As to whether the combined HP and Compaq will provide the new company with muscle of merely extra flab, remains to be seen. As with any purchaser, the caveat emptor applies to HP. But, unlike the average shopper, returning the goods if faulty will not be an option.
Profile - Compaq Computer
World Headquarters: Houston, Texas
UK Headquarters: Reading
Chairman and chief executive officer: Michael Capellas
CE and vice president UK and Ireland: Rene Schuster
Main Product Lines:
The Enterprise Business Group is responsible for supplying industry standard (non-proprietary) application servers, file and print servers, communication products (including networking) and system management software.

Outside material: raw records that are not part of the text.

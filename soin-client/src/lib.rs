pub mod client;
pub mod error;
pub mod gate;
pub mod identity;
pub mod listing;
pub mod session;
pub mod storage;
pub mod submission;

// Re-export commonly used types
pub use client::{ApiClient, AuthResponse, RegisterProfile};
pub use error::{Result, SoinError};
pub use gate::{Decision, Screen, decide};
pub use identity::{AccessRole, ApprovalStatus, Identity, Role};
pub use listing::{FilterCriteria, PatientGroup, TypeFilter, doctor_view, filter, group_by_patient};
pub use session::{AuthBackend, AuthContext, SessionStore};
pub use storage::{FileTokenStore, InMemoryTokenStore, TokenStore};
pub use submission::{AdminStats, DiabetesType, NewSubmission, Submission};

#[cfg(test)]
mod tests {
    use super::*;
    use async_trait::async_trait;
    use std::sync::Arc;

    struct SingleUserBackend {
        user: Identity,
    }

    #[async_trait]
    impl AuthBackend for SingleUserBackend {
        async fn login(&self, email: &str, _password: &str) -> Result<AuthResponse> {
            if email != self.user.email {
                return Err(SoinError::AuthFailed("Invalid credentials".to_string()));
            }
            Ok(AuthResponse {
                access_token: "tok".to_string(),
                user: self.user.clone(),
            })
        }

        async fn register(&self, profile: &RegisterProfile) -> Result<AuthResponse> {
            let approval = match profile.role {
                Role::Doctor => ApprovalStatus::Pending,
                _ => ApprovalStatus::Approved,
            };
            Ok(AuthResponse {
                access_token: "tok".to_string(),
                user: Identity {
                    id: "new".to_string(),
                    name: profile.name.clone(),
                    email: profile.email.clone(),
                    role: profile.role,
                    approval_status: Some(approval),
                    age: profile.age,
                },
            })
        }

        async fn me(&self, ctx: &AuthContext) -> Result<Identity> {
            if ctx.bearer() != "tok" {
                return Err(SoinError::AuthFailed("Token expired".to_string()));
            }
            Ok(self.user.clone())
        }
    }

    fn patient() -> Identity {
        Identity {
            id: "p1".to_string(),
            name: "Ann Lee".to_string(),
            email: "ann@example.com".to_string(),
            role: Role::Patient,
            approval_status: Some(ApprovalStatus::Approved),
            age: Some(34),
        }
    }

    #[tokio::test]
    async fn patient_login_lands_on_patient_dashboard() {
        let backend = Arc::new(SingleUserBackend { user: patient() });
        let tokens = Arc::new(InMemoryTokenStore::new());
        let mut session = SessionStore::new(backend, tokens);

        session.login("ann@example.com", "pw").await.unwrap();

        assert_eq!(
            decide(session.identity(), Screen::Entry),
            Decision::Redirect(Screen::PatientDashboard)
        );
    }

    #[tokio::test]
    async fn registered_doctor_is_kept_off_the_doctor_dashboard() {
        let backend = Arc::new(SingleUserBackend { user: patient() });
        let tokens = Arc::new(InMemoryTokenStore::new());
        let mut session = SessionStore::new(backend, tokens);

        let profile = RegisterProfile {
            email: "doc@example.com".to_string(),
            password: "pw".to_string(),
            name: "New Doctor".to_string(),
            role: Role::Doctor,
            age: Some(45),
        };
        let user = session.register(&profile).await.unwrap();
        assert_eq!(user.approval_status, Some(ApprovalStatus::Pending));

        assert_eq!(
            decide(session.identity(), Screen::DoctorDashboard),
            Decision::Redirect(Screen::Entry)
        );
    }

    #[tokio::test]
    async fn stale_token_restore_falls_back_to_entry() {
        let backend = Arc::new(SingleUserBackend { user: patient() });
        let tokens = Arc::new(InMemoryTokenStore::new());
        tokens.save("stale").await.unwrap();
        let mut session = SessionStore::new(backend, tokens.clone());

        // Restore completes before the first gate decision.
        assert!(!session.restore().await);
        assert_eq!(tokens.load().await.unwrap(), None);

        assert_eq!(
            decide(session.identity(), Screen::PatientDashboard),
            Decision::Redirect(Screen::Entry)
        );
    }
}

The Access Business Group incorporates all business and consumer market product solutions, including desktop PCs, handheld computer and portable PCs.
- So-called inspiration technology: inspiring staff and customers to make their work/business better through innovative technology and a clear vision.
- Flexitime: Compaq is big on the work/life balance stuff, and has programmes in place to help its employees achieve this.